Last Updated on Friday, 1 July 2016, 9:51 by Denis Chabrol
The installation of about 6,000 solar panel systems at State House, the President’s Official Residence, is set to become a political football match between the opposition People’s Progressive Party Civic (PPPC) and the incumbent APNU+AFC coalition-led administration.
Minister of State, Joseph Harmon said most of the GYD$48.6 million was spent on the purchase and installation of the solar panel systems to power the buildings at the State House Complex. “The intention is to make State House totally green and it is the intention to set the standard for the country with this type of facility,” he told the House’s Committee of Supply that met to approve monies that were spent on projects and activities that the government had deemed urgent.

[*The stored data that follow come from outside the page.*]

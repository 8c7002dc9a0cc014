//! Category and CategoryGroup models
//!
//! These are the visible slice of the budget's categories as fetched for a
//! single run. They are built once by the catalog and never modified.

use std::fmt;

use super::ids::{CategoryGroupId, CategoryId};
use super::money::Money;

/// A budget category with its figures for the current month
#[derive(Debug, Clone, PartialEq, Eq)]
pub struct Category {
    /// Service-assigned identifier
    pub id: CategoryId,

    /// Display name; joins template entries to categories
    pub name: String,

    /// Amount assigned this month
    pub budgeted: Money,

    /// Spending and inflows this month
    pub activity: Money,

    /// Available balance
    pub balance: Money,
}

impl fmt::Display for Category {
    fn fmt(&self, f: &mut fmt::Formatter<'_>) -> fmt::Result {
        write!(f, "{}", self.name)
    }
}

/// A group of visible categories (e.g., "Bills", "Wants")
#[derive(Debug, Clone, PartialEq, Eq)]
pub struct CategoryGroup {
    pub id: CategoryGroupId,
    pub name: String,
    pub categories: Vec<Category>,
}

impl fmt::Display for CategoryGroup {
    fn fmt(&self, f: &mut fmt::Formatter<'_>) -> fmt::Result {
        write!(f, "{}", self.name)
    }
}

PPP front-bencher, Gail Teixeira sought to link 6,000 solar panel systems that had been scheduled for acquisition mainly for the Amerindian communities to the solar panel systems for State House. Party back-bencher, Charles Ramson queried when solar panels would be distributed to the wider Guyanese population, to which Harmon responded by saying that he could not speak about government’s energy policy.

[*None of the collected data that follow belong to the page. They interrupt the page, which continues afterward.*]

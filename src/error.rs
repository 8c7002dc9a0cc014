//! Custom error types for ynab-template
//!
//! Every failure the tool can report is a variant of [`TemplateError`]. All of
//! them are fatal for the current run except per-entry update failures, which
//! the sync adapter collects instead of propagating.

use thiserror::Error;

/// The main error type for ynab-template operations
#[derive(Error, Debug)]
pub enum TemplateError {
    /// Credentials file unreadable, malformed, or missing a key
    #[error("Credentials error: {0}")]
    Credentials(String),

    /// Configuration-related errors
    #[error("Configuration error: {0}")]
    Config(String),

    /// The request never produced a response
    #[error("YNAB API error: {0}")]
    Transport(String),

    /// The service answered with a non-success status
    #[error("Request Error: {status} {name}:{detail}")]
    Service {
        status: u16,
        name: String,
        detail: String,
    },

    /// Named budget not present in the budget list
    #[error("Budget '{0}' not found")]
    BudgetNotFound(String),

    /// No month summary for the requested month
    #[error("To be budgeted amount not found for {0}")]
    ToBeBudgetedNotFound(String),

    /// Template file or entry has the wrong shape
    #[error("Template format error: {0}")]
    TemplateFormat(String),

    /// Refusing to overwrite an existing file
    #[error("File already exists: {0}")]
    FileExists(String),

    /// Template names a category the catalog does not contain
    #[error("Unknown category: {0}")]
    UnknownCategory(String),

    /// Two visible categories share a display name
    #[error("Duplicate category name in budget: {0}")]
    DuplicateCategory(String),

    /// One or more category updates were rejected
    #[error("{0} category update(s) failed")]
    SyncFailed(usize),

    /// Amount supplied on the command line could not be parsed
    #[error("Invalid amount: {0}")]
    InvalidAmount(String),

    /// File I/O errors
    #[error("I/O error: {0}")]
    Io(String),

    /// JSON serialization/deserialization errors
    #[error("JSON error: {0}")]
    Json(String),

    /// YAML serialization/deserialization errors
    #[error("YAML error: {0}")]
    Yaml(String),
}

impl TemplateError {
    /// Create a format error for an entry that lacks a required key
    pub fn missing_key(key: &str) -> Self {
        Self::TemplateFormat(format!("missing key '{}'", key))
    }

    /// Create a format error for an amount too large to represent
    pub fn out_of_range(category_name: &str) -> Self {
        Self::TemplateFormat(format!(
            "amount for category '{}' is out of range",
            category_name
        ))
    }

    /// Check if this is a template format error
    pub fn is_template_format(&self) -> bool {
        matches!(self, Self::TemplateFormat(_))
    }

    /// Check if this error came from the service or the network
    pub fn is_service(&self) -> bool {
        matches!(self, Self::Service { .. } | Self::Transport(_))
    }
}

impl From<std::io::Error> for TemplateError {
    fn from(err: std::io::Error) -> Self {
        Self::Io(err.to_string())
    }
}

impl From<serde_json::Error> for TemplateError {
    fn from(err: serde_json::Error) -> Self {
        Self::Json(err.to_string())
    }
}

impl From<serde_yaml::Error> for TemplateError {
    fn from(err: serde_yaml::Error) -> Self {
        Self::Yaml(err.to_string())
    }
}

impl From<reqwest::Error> for TemplateError {
    fn from(err: reqwest::Error) -> Self {
        Self::Transport(err.to_string())
    }
}

/// Result type alias for ynab-template operations
pub type TemplateResult<T> = Result<T, TemplateError>;
//! Template mode handlers
//!
//! One handler per mode of the command line: create, show, check, and
//! compute (optionally dispatching).

use std::path::Path;

use tracing::debug;

use super::session::{ConnectOptions, Session};
use crate::display::{
    format_allocation, format_category_budget, format_sync_report, format_unknown_categories,
};
use crate::error::{TemplateError, TemplateResult};
use crate::models::Money;
use crate::services::allocation::resolve;
use crate::services::sync::SyncAdapter;
use crate::storage::{create_template, load_template};

/// Write an empty template listing every visible category
pub fn handle_create(path: &Path, options: &ConnectOptions) -> TemplateResult<()> {
    // Refuse before touching the network
    if path.exists() {
        return Err(TemplateError::FileExists(path.display().to_string()));
    }

    let session = Session::connect(options)?;
    let template = create_template(path, &session.catalog)?;

    println!(
        "Created template {} with {} categories.",
        path.display(),
        template.len()
    );
    Ok(())
}

/// Print this month's figures for every visible category
pub fn handle_show(options: &ConnectOptions) -> TemplateResult<()> {
    let session = Session::connect(options)?;
    print!("{}", format_category_budget(&session.catalog));
    Ok(())
}

/// Resolve a template against a caller-supplied total; never dispatches
pub fn handle_check(path: &Path, amount: &str) -> TemplateResult<()> {
    let total = parse_total(amount)?;
    let template = load_template(path)?;
    let allocation = resolve(&template, total)?;

    print!("{}", format_allocation(&allocation));
    Ok(())
}

/// Resolve a template against this month's "to be budgeted" figure and
/// optionally push the amounts to the service
pub fn handle_compute(path: &Path, update: bool, options: &ConnectOptions) -> TemplateResult<()> {
    let template = load_template(path)?;
    let session = Session::connect(options)?;

    let month = Session::current_month();
    let total = session.to_be_budgeted(month)?;
    debug!(month = %month.format("%Y-%m"), total = %total, "to be budgeted");

    let allocation = resolve(&template, total)?;
    print!("{}", format_allocation(&allocation));

    if let Some(warning) = format_unknown_categories(&allocation, &session.catalog) {
        println!();
        print!("{}", warning);
    }

    if !update {
        return Ok(());
    }

    println!();
    println!("Updating categories for {}:", month.format("%B %Y"));

    let updater = session.client.month_updater(session.budget, month);
    let report = SyncAdapter::new(&session.catalog, &updater).apply_all(&allocation);
    print!("{}", format_sync_report(&report));

    if report.is_success() {
        Ok(())
    } else {
        Err(TemplateError::SyncFailed(report.failure_count()))
    }
}

/// Parse a total budget amount from the command line
pub fn parse_total(amount: &str) -> TemplateResult<Money> {
    let total = Money::parse(amount).map_err(|e| TemplateError::InvalidAmount(e.to_string()))?;

    if total.is_negative() {
        return Err(TemplateError::InvalidAmount(format!(
            "total budget must not be negative: {}",
            amount
        )));
    }

    Ok(total)
}

#[cfg(test)]
mod tests {
    use super::*;
    use tempfile::TempDir;

    #[test]
    fn test_parse_total() {
        assert_eq!(parse_total("2000").unwrap(), Money::from_units(2000));
        assert!(parse_total("$1,000").is_err());
        assert!(matches!(
            parse_total("-5").unwrap_err(),
            TemplateError::InvalidAmount(_)
        ));
    }

    #[test]
    fn test_check_reports_format_errors() {
        let temp_dir = TempDir::new().unwrap();
        let path = temp_dir.path().join("template.yaml");
        std::fs::write(&path, "categories:\n  - {category: Rent, type: weekly, value: 5}\n")
            .unwrap();

        let err = handle_check(&path, "100").unwrap_err();
        assert!(err.is_template_format());
    }

    #[test]
    fn test_create_refuses_existing_path_offline() {
        let temp_dir = TempDir::new().unwrap();
        let path = temp_dir.path().join("template.yaml");
        std::fs::write(&path, "categories: []\n").unwrap();

        let err = handle_create(&path, &ConnectOptions::default()).unwrap_err();
        assert!(matches!(err, TemplateError::FileExists(_)));
    }
}
//! File I/O helpers
//!
//! Reading optional JSON files and creating new files without ever
//! clobbering an existing one.

use std::fs::{self, File, OpenOptions};
use std::io::{BufReader, ErrorKind, Write};
use std::path::Path;

use serde::de::DeserializeOwned;

use crate::error::TemplateError;

/// Read JSON from a file, returning a default value if file doesn't exist
pub fn read_json<T, P>(path: P) -> Result<T, TemplateError>
where
    T: DeserializeOwned + Default,
    P: AsRef<Path>,
{
    let path = path.as_ref();

    if !path.exists() {
        return Ok(T::default());
    }

    let file = File::open(path)
        .map_err(|e| TemplateError::Io(format!("Failed to open {}: {}", path.display(), e)))?;

    let reader = BufReader::new(file);
    serde_json::from_reader(reader)
        .map_err(|e| TemplateError::Json(format!("Failed to parse {}: {}", path.display(), e)))
}

/// Write a file that must not already exist
///
/// The existence check and creation are a single `create_new` open, so a file
/// appearing between a caller's own check and this call is still refused.
pub fn write_new<P: AsRef<Path>>(path: P, contents: &str) -> Result<(), TemplateError> {
    let path = path.as_ref();

    if let Some(parent) = path.parent().filter(|p| !p.as_os_str().is_empty()) {
        fs::create_dir_all(parent).map_err(|e| {
            TemplateError::Io(format!(
                "Failed to create directory {}: {}",
                parent.display(),
                e
            ))
        })?;
    }

    let mut file = OpenOptions::new()
        .write(true)
        .create_new(true)
        .open(path)
        .map_err(|e| match e.kind() {
            ErrorKind::AlreadyExists => TemplateError::FileExists(path.display().to_string()),
            _ => TemplateError::Io(format!("Failed to create {}: {}", path.display(), e)),
        })?;

    file.write_all(contents.as_bytes())
        .map_err(|e| TemplateError::Io(format!("Failed to write {}: {}", path.display(), e)))?;

    file.sync_all()
        .map_err(|e| TemplateError::Io(format!("Failed to sync {}: {}", path.display(), e)))?;

    Ok(())
}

The Minister of State said the 6,000 solar panels were in the custody of the Ministry of the Presidency but he could not say whether they were installed or not, the wattage and whether they would be used for standby electricity supply.
Teixeira then heckled “We will let the Amerindian communities know that…” to which Harmon retorted “and then we will answer you properly.”

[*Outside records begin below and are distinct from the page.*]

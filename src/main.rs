use std::path::PathBuf;

use anyhow::Result;
use clap::{ArgGroup, Parser};

use ynab_template::cli::{handle_check, handle_compute, handle_create, handle_show, ConnectOptions};
use ynab_template::logging::init_tracing;

#[derive(Parser)]
#[command(
    name = "ynab-template",
    version,
    about = "Compute monthly YNAB category allocations from a template",
    long_about = "ynab-template reads an allocation template of fixed amounts and \
                  percentages, resolves it against this month's To Be Budgeted \
                  amount (or a total you supply), and can push the results to YNAB.",
    group(ArgGroup::new("mode").args(["create", "show", "check"]))
)]
struct Cli {
    /// Template file (YAML)
    #[arg(required_unless_present = "show")]
    template: Option<PathBuf>,

    /// Create an empty template from the budget's visible categories
    #[arg(short, long)]
    create: bool,

    /// Show budgeted, activity and balance for each category
    #[arg(short, long)]
    show: bool,

    /// Check the template against a total (e.g. "2000" or "2000.50") without updating
    #[arg(long, value_name = "AMOUNT")]
    check: Option<String>,

    /// Push the computed amounts to YNAB
    #[arg(short, long, conflicts_with = "mode")]
    update: bool,

    /// Trace each category as it is resolved
    #[arg(short, long)]
    verbose: bool,

    /// Credentials file (defaults to credentials.json in the config directory)
    #[arg(long, env = "YNAB_TEMPLATE_CREDENTIALS", value_name = "PATH")]
    credentials: Option<PathBuf>,

    /// Budget name (defaults to the configured name, "My Budget")
    #[arg(short, long, value_name = "NAME")]
    budget: Option<String>,
}

fn main() -> Result<()> {
    let cli = Cli::parse();
    init_tracing(cli.verbose);

    let options = ConnectOptions {
        credentials: cli.credentials,
        budget: cli.budget,
    };

    if cli.show {
        handle_show(&options)?;
        return Ok(());
    }

    // clap guarantees a template path unless --show was given
    let Some(template) = cli.template else {
        anyhow::bail!("a template path is required");
    };

    if cli.create {
        handle_create(&template, &options)?;
    } else if let Some(amount) = cli.check {
        handle_check(&template, &amount)?;
    } else {
        handle_compute(&template, cli.update, &options)?;
    }

    Ok(())
}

The PPP had campaigned heavily in Amerindian communities for the 2015 general and regional elections, a move some observers had been aimed at compensating for a loss of support from among its East Indian supporters.
Ramson asked whether a member of the opposition could be invited to visit State House to look at the solar panels. However, Harmon said it was impossible for him to do so. “I am not in a position to invite anyone” to the President’s Residence.
Monies were also spent on rehabilitating the almost 100-year old wooden State House.